use sqlx::{postgres::PgPoolOptions, Pool, Postgres};
use std::time::Duration;
use tracing::info;

use crate::config::DatabaseConfig;

#[derive(Clone)]
pub struct Database {
    pub pool: Pool<Postgres>,
}

impl Database {
    pub async fn new(config: &DatabaseConfig) -> Result<Self, sqlx::Error> {
        let pool = PgPoolOptions::new()
            .max_connections(config.pool_size)
            .acquire_timeout(Duration::from_secs(config.acquire_timeout_secs))
            .connect(&config.url)
            .await?;

        Ok(Database { pool })
    }

    pub async fn run_migrations(&self) -> Result<(), sqlx::migrate::MigrateError> {
        info!("Running database migrations...");
        sqlx::migrate!("./src/migrations")
            .run(&self.pool)
            .await?;
        info!("Migrations completed");
        Ok(())
    }
}
use chrono::{DateTime, Utc};
use serde::{Deserialize, Serialize};

use super::{AuditId, BookingId, SeatId, TripId};

#[derive(Debug, Clone, Copy, PartialEq, Eq, Hash, Serialize, Deserialize)]
#[serde(rename_all = "snake_case")]
pub enum AuditAction {
    TripCreated,
    SeatRenamed,
    BookingCreated,
    BookingUpdated,
    BookingDeleted,
    SeatsSwapped,
    SeatsTransferred,
    TicketUpdated,
    TicketPaid,
    TicketRefunded,
    PaymentAdjusted,
    SeatReconciliation,
    PaymentCleanup,
}

impl AuditAction {
    pub const fn as_str(&self) -> &'static str {
        match self {
            AuditAction::TripCreated => "trip_created",
            AuditAction::SeatRenamed => "seat_renamed",
            AuditAction::BookingCreated => "booking_created",
            AuditAction::BookingUpdated => "booking_updated",
            AuditAction::BookingDeleted => "booking_deleted",
            AuditAction::SeatsSwapped => "seats_swapped",
            AuditAction::SeatsTransferred => "seats_transferred",
            AuditAction::TicketUpdated => "ticket_updated",
            AuditAction::TicketPaid => "ticket_paid",
            AuditAction::TicketRefunded => "ticket_refunded",
            AuditAction::PaymentAdjusted => "payment_adjusted",
            AuditAction::SeatReconciliation => "seat_reconciliation",
            AuditAction::PaymentCleanup => "payment_cleanup",
        }
    }
}

impl std::str::FromStr for AuditAction {
    type Err = super::UnknownLedgerTag;

    fn from_str(s: &str) -> Result<Self, Self::Err> {
        let all = [
            AuditAction::TripCreated,
            AuditAction::SeatRenamed,
            AuditAction::BookingCreated,
            AuditAction::BookingUpdated,
            AuditAction::BookingDeleted,
            AuditAction::SeatsSwapped,
            AuditAction::SeatsTransferred,
            AuditAction::TicketUpdated,
            AuditAction::TicketPaid,
            AuditAction::TicketRefunded,
            AuditAction::PaymentAdjusted,
            AuditAction::SeatReconciliation,
            AuditAction::PaymentCleanup,
        ];
        all.into_iter()
            .find(|a| a.as_str() == s)
            .ok_or_else(|| super::UnknownLedgerTag(s.to_string()))
    }
}

/// Seats that left, joined or stayed in a booking's item for one trip.
#[derive(Debug, Clone, Default, PartialEq, Eq, Serialize, Deserialize)]
pub struct SeatDiff {
    pub trip_id: Option<TripId>,
    pub removed: Vec<SeatId>,
    pub added: Vec<SeatId>,
    pub kept: Vec<SeatId>,
}

/// One history row per state change, consumed by the history viewer.
#[derive(Debug, Clone, PartialEq, Serialize, Deserialize)]
pub struct AuditEntry {
    pub id: AuditId,
    pub booking_id: Option<BookingId>,
    pub action: AuditAction,
    pub description: String,
    pub diff: serde_json::Value,
    pub created_at: DateTime<Utc>,
}

impl AuditEntry {
    pub fn new(action: AuditAction, description: impl Into<String>, diff: serde_json::Value) -> Self {
        Self {
            id: AuditId::new(),
            booking_id: None,
            action,
            description: description.into(),
            diff,
            created_at: Utc::now(),
        }
    }

    pub fn for_booking(mut self, booking_id: BookingId) -> Self {
        self.booking_id = Some(booking_id);
        self
    }
}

::::::::::

[Task goal] From the records above, extract every entry verbatim.

[Output of the task]
use sqlx::{postgres::PgPoolOptions, Pool, Postgres};
use std::time::Duration;
use tracing::info;

use crate::config::DatabaseConfig;

#[derive(Clone)]
pub struct Database {
    pub pool: Pool<Postgres>,
}

impl Database {
    pub async fn new(config: &DatabaseConfig) -> Result<Self, sqlx::Error> {
        let pool = PgPoolOptions::new()
            .max_connections(config.pool_size)
            .acquire_timeout(Duration::from_secs(config.acquire_timeout_secs))
            .connect(&config.url)
            .await?;

        Ok(Database { pool })
    }

    pub async fn run_migrations(&self) -> Result<(), sqlx::migrate::MigrateError> {
        info!("Running database migrations...");
        sqlx::migrate!("./src/migrations")
            .run(&self.pool)
            .await?;
        info!("Migrations completed");
        Ok(())
    }
}
use chrono::{DateTime, Utc};
use serde::{Deserialize, Serialize};

use super::{AuditId, BookingId, SeatId, TripId};

#[derive(Debug, Clone, Copy, PartialEq, Eq, Hash, Serialize, Deserialize)]
#[serde(rename_all = "snake_case")]
pub enum AuditAction {
    TripCreated,
    SeatRenamed,
    BookingCreated,
    BookingUpdated,
    BookingDeleted,
    SeatsSwapped,
    SeatsTransferred,
    TicketUpdated,
    TicketPaid,
    TicketRefunded,
    PaymentAdjusted,
    SeatReconciliation,
    PaymentCleanup,
}

impl AuditAction {
    pub const fn as_str(&self) -> &'static str {
        match self {
            AuditAction::TripCreated => "trip_created",
            AuditAction::SeatRenamed => "seat_renamed",
            AuditAction::BookingCreated => "booking_created",
            AuditAction::BookingUpdated => "booking_updated",
            AuditAction::BookingDeleted => "booking_deleted",
            AuditAction::SeatsSwapped => "seats_swapped",
            AuditAction::SeatsTransferred => "seats_transferred",
            AuditAction::TicketUpdated => "ticket_updated",
            AuditAction::TicketPaid => "ticket_paid",
            AuditAction::TicketRefunded => "ticket_refunded",
            AuditAction::PaymentAdjusted => "payment_adjusted",
            AuditAction::SeatReconciliation => "seat_reconciliation",
            AuditAction::PaymentCleanup => "payment_cleanup",
        }
    }
}

impl std::str::FromStr for AuditAction {
    type Err = super::UnknownLedgerTag;

    fn from_str(s: &str) -> Result<Self, Self::Err> {
        let all = [
            AuditAction::TripCreated,
            AuditAction::SeatRenamed,
            AuditAction::BookingCreated,
            AuditAction::BookingUpdated,
            AuditAction::BookingDeleted,
            AuditAction::SeatsSwapped,
            AuditAction::SeatsTransferred,
            AuditAction::TicketUpdated,
            AuditAction::TicketPaid,
            AuditAction::TicketRefunded,
            AuditAction::PaymentAdjusted,
            AuditAction::SeatReconciliation,
            AuditAction::PaymentCleanup,
        ];
        all.into_iter()
            .find(|a| a.as_str() == s)
            .ok_or_else(|| super::UnknownLedgerTag(s.to_string()))
    }
}

/// Seats that left, joined or stayed in a booking's item for one trip.
#[derive(Debug, Clone, Default, PartialEq, Eq, Serialize, Deserialize)]
pub struct SeatDiff {
    pub trip_id: Option<TripId>,
    pub removed: Vec<SeatId>,
    pub added: Vec<SeatId>,
    pub kept: Vec<SeatId>,
}

/// One history row per state change, consumed by the history viewer.
#[derive(Debug, Clone, PartialEq, Serialize, Deserialize)]
pub struct AuditEntry {
    pub id: AuditId,
    pub booking_id: Option<BookingId>,
    pub action: AuditAction,
    pub description: String,
    pub diff: serde_json::Value,
    pub created_at: DateTime<Utc>,
}

impl AuditEntry {
    pub fn new(action: AuditAction, description: impl Into<String>, diff: serde_json::Value) -> Self {
        Self {
            id: AuditId::new(),
            booking_id: None,
            action,
            description: description.into(),
            diff,
            created_at: Utc::now(),
        }
    }

    pub fn for_booking(mut self, booking_id: BookingId) -> Self {
        self.booking_id = Some(booking_id);
        self
    }
}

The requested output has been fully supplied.